[Stored data]
--------------------------------
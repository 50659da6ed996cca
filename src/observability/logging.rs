//! Structured logging.
//!
//! # Design Decisions
//! - Uses the tracing crate; subscriber installed once by the binary
//! - `RUST_LOG` wins over the configured level

use tracing_subscriber::util::TryInitError;
use tracing_subscriber::{layer::SubscriberExt, util::SubscriberInitExt, EnvFilter};

use crate::config::ObservabilityConfig;

/// Install the global subscriber.
pub fn init_logging(config: &ObservabilityConfig) -> Result<(), TryInitError> {
    let filter = EnvFilter::try_from_default_env()
        .unwrap_or_else(|_| EnvFilter::new(default_directives(&config.log_level)));

    tracing_subscriber::registry()
        .with(filter)
        .with(tracing_subscriber::fmt::layer())
        .try_init()
}

fn default_directives(level: &str) -> String {
    format!("otel_data={level},otel_data_node={level},warn")
}

#[cfg(test)]
mod tests {
    use super::*;

    #[test]
    fn test_default_directives_parse() {
        let directives = default_directives("debug");
        assert!(directives.starts_with("otel_data=debug"));
        assert!(EnvFilter::try_new(directives).is_ok());
    }
}
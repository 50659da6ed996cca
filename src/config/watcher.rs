//! Live settings file watcher.

use std::path::{Path, PathBuf};
use std::time::Duration;

use notify::{Config, Event, RecommendedWatcher, RecursiveMode, Watcher};
use tokio::sync::mpsc;

use crate::config::loader::load_settings;
use crate::config::setting::Settings;

/// Watches the live settings file and publishes every successfully parsed snapshot.
pub struct SettingsWatcher {
    path: PathBuf,
    poll_interval: Duration,
    update_tx: mpsc::UnboundedSender<Settings>,
}

impl SettingsWatcher {
    /// Create a new watcher.
    ///
    /// Returns the watcher and a receiver for settings snapshots.
    pub fn new(path: &Path, poll_interval: Duration) -> (Self, mpsc::UnboundedReceiver<Settings>) {
        let (update_tx, update_rx) = mpsc::unbounded_channel();

        (
            Self {
                path: path.to_path_buf(),
                poll_interval,
                update_tx,
            },
            update_rx,
        )
    }

    /// Start watching. The returned handle must be kept alive.
    pub fn run(self) -> Result<RecommendedWatcher, notify::Error> {
        let tx = self.update_tx.clone();
        let path = self.path.clone();

        let mut watcher = RecommendedWatcher::new(
            move |res: notify::Result<Event>| match res {
                Ok(event) => {
                    if event.kind.is_modify() || event.kind.is_create() {
                        tracing::info!(path = ?path, "Live settings change detected, reloading");
                        match load_settings(&path) {
                            Ok(settings) => {
                                let _ = tx.send(settings);
                            }
                            Err(e) => {
                                tracing::warn!(
                                    error = %e,
                                    "Failed to reload live settings, keeping current values"
                                );
                            }
                        }
                    }
                }
                Err(e) => tracing::error!(error = ?e, "Live settings watch error"),
            },
            Config::default().with_poll_interval(self.poll_interval),
        )?;

        watcher.watch(&self.path, RecursiveMode::NonRecursive)?;

        tracing::info!(path = ?self.path, "Live settings watcher started");
        Ok(watcher)
    }
}
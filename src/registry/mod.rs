//! Template registry subsystem.
//!
//! # Data Flow
//! ```text
//! PluginServices
//!     → RegistryHandles::from_services (all handles required)
//!     → RegistryFactory::create
//!     → TemplateRegistry (owned by the lifecycle controller)
//!
//! set_enabled(true) → wake reconcile loop
//! initialize()      → spawn reconcile loop on the thread pool
//! close()           → signal loop shutdown
//! ```

pub mod catalog;
pub mod template_registry;

use std::sync::Arc;

use crate::cluster::{AdminClient, ClusterService, ContentRegistry, FeatureService, PluginServices, ThreadPool};
use crate::error::PluginError;

pub use catalog::{TemplateConfig, TEMPLATE_VERSION};
pub use template_registry::{OTelRegistryFactory, OTelTemplateRegistry, ReconcileOutcome};

/// Cluster feature gating template installation.
pub const OTEL_TEMPLATES_FEATURE: &str = "otel_data.templates";

/// A cluster-wide registry of schema templates.
///
/// Implementations synchronise internally; every method may be called
/// concurrently with the registry's own background work and must not block.
pub trait TemplateRegistry: Send + Sync + 'static {
    /// Set the active state. Inactive registries perform no maintenance work.
    fn set_enabled(&self, enabled: bool);

    fn is_enabled(&self) -> bool;

    /// Start background maintenance. Returns without waiting for it.
    fn initialize(&self);

    /// Stop background maintenance. Idempotent, safe without `initialize`.
    fn close(&self);
}

/// Builds the registry a lifecycle controller owns.
pub trait RegistryFactory: Send + Sync {
    type Registry: TemplateRegistry;

    fn create(&self, handles: RegistryHandles) -> Result<Arc<Self::Registry>, PluginError>;
}

/// The cluster handles a registry binds to.
#[derive(Clone)]
pub struct RegistryHandles {
    pub cluster_service: Arc<dyn ClusterService>,
    pub thread_pool: Arc<dyn ThreadPool>,
    pub client: Arc<dyn AdminClient>,
    pub content_registry: Arc<dyn ContentRegistry>,
    pub feature_service: Arc<dyn FeatureService>,
}

impl std::fmt::Debug for RegistryHandles {
    fn fmt(&self, f: &mut std::fmt::Formatter<'_>) -> std::fmt::Result {
        f.debug_struct("RegistryHandles")
            .field("node", &self.cluster_service.local_node_id())
            .finish_non_exhaustive()
    }
}

impl RegistryHandles {
    /// Collect the handles from the service bundle; a missing one is a construction failure.
    pub fn from_services(services: &PluginServices) -> Result<Self, PluginError> {
        Ok(Self {
            cluster_service: required(services.cluster_service(), "cluster_service")?,
            thread_pool: required(services.thread_pool(), "thread_pool")?,
            client: required(services.client(), "client")?,
            content_registry: required(services.content_registry(), "content_registry")?,
            feature_service: required(services.feature_service(), "feature_service")?,
        })
    }
}

fn required<T: ?Sized>(handle: Option<&Arc<T>>, name: &str) -> Result<Arc<T>, PluginError> {
    handle
        .cloned()
        .ok_or_else(|| PluginError::ConstructionFailure(format!("missing cluster handle [{}]", name)))
}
--------------------------------
Exercise details:
Above are some records. Print them all exactly.

Output for this task:
repository 50659da6ed996cca
filename src/observability/logging.rs
//! Structured logging.
//!
//! # Design Decisions
//! - Uses the tracing crate; subscriber installed once by the binary
//! - `RUST_LOG` wins over the configured level

use tracing_subscriber::util::TryInitError;
use tracing_subscriber::{layer::SubscriberExt, util::SubscriberInitExt, EnvFilter};

use crate::config::ObservabilityConfig;

/// Install the global subscriber.
pub fn init_logging(config: &ObservabilityConfig) -> Result<(), TryInitError> {
    let filter = EnvFilter::try_from_default_env()
        .unwrap_or_else(|_| EnvFilter::new(default_directives(&config.log_level)));

    tracing_subscriber::registry()
        .with(filter)
        .with(tracing_subscriber::fmt::layer())
        .try_init()
}

fn default_directives(level: &str) -> String {
    format!("otel_data={level},otel_data_node={level},warn")
}

#[cfg(test)]
mod tests {
    use super::*;

    #[test]
    fn test_default_directives_parse() {
        let directives = default_directives("debug");
        assert!(directives.starts_with("otel_data=debug"));
        assert!(EnvFilter::try_new(directives).is_ok());
    }
}
repository 50659da6ed996cca
filename src/config/watcher.rs
//! Live settings file watcher.

use std::path::{Path, PathBuf};
use std::time::Duration;

use notify::{Config, Event, RecommendedWatcher, RecursiveMode, Watcher};
use tokio::sync::mpsc;

use crate::config::loader::load_settings;
use crate::config::setting::Settings;

/// Watches the live settings file and publishes every successfully parsed snapshot.
pub struct SettingsWatcher {
    path: PathBuf,
    poll_interval: Duration,
    update_tx: mpsc::UnboundedSender<Settings>,
}

impl SettingsWatcher {
    /// Create a new watcher.
    ///
    /// Returns the watcher and a receiver for settings snapshots.
    pub fn new(path: &Path, poll_interval: Duration) -> (Self, mpsc::UnboundedReceiver<Settings>) {
        let (update_tx, update_rx) = mpsc::unbounded_channel();

        (
            Self {
                path: path.to_path_buf(),
                poll_interval,
                update_tx,
            },
            update_rx,
        )
    }

    /// Start watching. The returned handle must be kept alive.
    pub fn run(self) -> Result<RecommendedWatcher, notify::Error> {
        let tx = self.update_tx.clone();
        let path = self.path.clone();

        let mut watcher = RecommendedWatcher::new(
            move |res: notify::Result<Event>| match res {
                Ok(event) => {
                    if event.kind.is_modify() || event.kind.is_create() {
                        tracing::info!(path = ?path, "Live settings change detected, reloading");
                        match load_settings(&path) {
                            Ok(settings) => {
                                let _ = tx.send(settings);
                            }
                            Err(e) => {
                                tracing::warn!(
                                    error = %e,
                                    "Failed to reload live settings, keeping current values"
                                );
                            }
                        }
                    }
                }
                Err(e) => tracing::error!(error = ?e, "Live settings watch error"),
            },
            Config::default().with_poll_interval(self.poll_interval),
        )?;

        watcher.watch(&self.path, RecursiveMode::NonRecursive)?;

        tracing::info!(path = ?self.path, "Live settings watcher started");
        Ok(watcher)
    }
}
filename src/registry/mod.rs
//! Template registry subsystem.
//!
//! # Data Flow
//! ```text
//! PluginServices
//!     → RegistryHandles::from_services (all handles required)
//!     → RegistryFactory::create
//!     → TemplateRegistry (owned by the lifecycle controller)
//!
//! set_enabled(true) → wake reconcile loop
//! initialize()      → spawn reconcile loop on the thread pool
//! close()           → signal loop shutdown
//! ```

pub mod catalog;
pub mod template_registry;

use std::sync::Arc;

use crate::cluster::{AdminClient, ClusterService, ContentRegistry, FeatureService, PluginServices, ThreadPool};
use crate::error::PluginError;

pub use catalog::{TemplateConfig, TEMPLATE_VERSION};
pub use template_registry::{OTelRegistryFactory, OTelTemplateRegistry, ReconcileOutcome};

/// Cluster feature gating template installation.
pub const OTEL_TEMPLATES_FEATURE: &str = "otel_data.templates";

/// A cluster-wide registry of schema templates.
///
/// Implementations synchronise internally; every method may be called
/// concurrently with the registry's own background work and must not block.
pub trait TemplateRegistry: Send + Sync + 'static {
    /// Set the active state. Inactive registries perform no maintenance work.
    fn set_enabled(&self, enabled: bool);

    fn is_enabled(&self) -> bool;

    /// Start background maintenance. Returns without waiting for it.
    fn initialize(&self);

    /// Stop background maintenance. Idempotent, safe without `initialize`.
    fn close(&self);
}

/// Builds the registry a lifecycle controller owns.
pub trait RegistryFactory: Send + Sync {
    type Registry: TemplateRegistry;

    fn create(&self, handles: RegistryHandles) -> Result<Arc<Self::Registry>, PluginError>;
}

/// The cluster handles a registry binds to.
#[derive(Clone)]
pub struct RegistryHandles {
    pub cluster_service: Arc<dyn ClusterService>,
    pub thread_pool: Arc<dyn ThreadPool>,
    pub client: Arc<dyn AdminClient>,
    pub content_registry: Arc<dyn ContentRegistry>,
    pub feature_service: Arc<dyn FeatureService>,
}

impl std::fmt::Debug for RegistryHandles {
    fn fmt(&self, f: &mut std::fmt::Formatter<'_>) -> std::fmt::Result {
        f.debug_struct("RegistryHandles")
            .field("node", &self.cluster_service.local_node_id())
            .finish_non_exhaustive()
    }
}

impl RegistryHandles {
    /// Collect the handles from the service bundle; a missing one is a construction failure.
    pub fn from_services(services: &PluginServices) -> Result<Self, PluginError> {
        Ok(Self {
            cluster_service: required(services.cluster_service(), "cluster_service")?,
            thread_pool: required(services.thread_pool(), "thread_pool")?,
            client: required(services.client(), "client")?,
            content_registry: required(services.content_registry(), "content_registry")?,
            feature_service: required(services.feature_service(), "feature_service")?,
        })
    }
}

fn required<T: ?Sized>(handle: Option<&Arc<T>>, name: &str) -> Result<Arc<T>, PluginError> {
    handle
        .cloned()
        .ok_or_else(|| PluginError::ConstructionFailure(format!("missing cluster handle [{}]", name)))
}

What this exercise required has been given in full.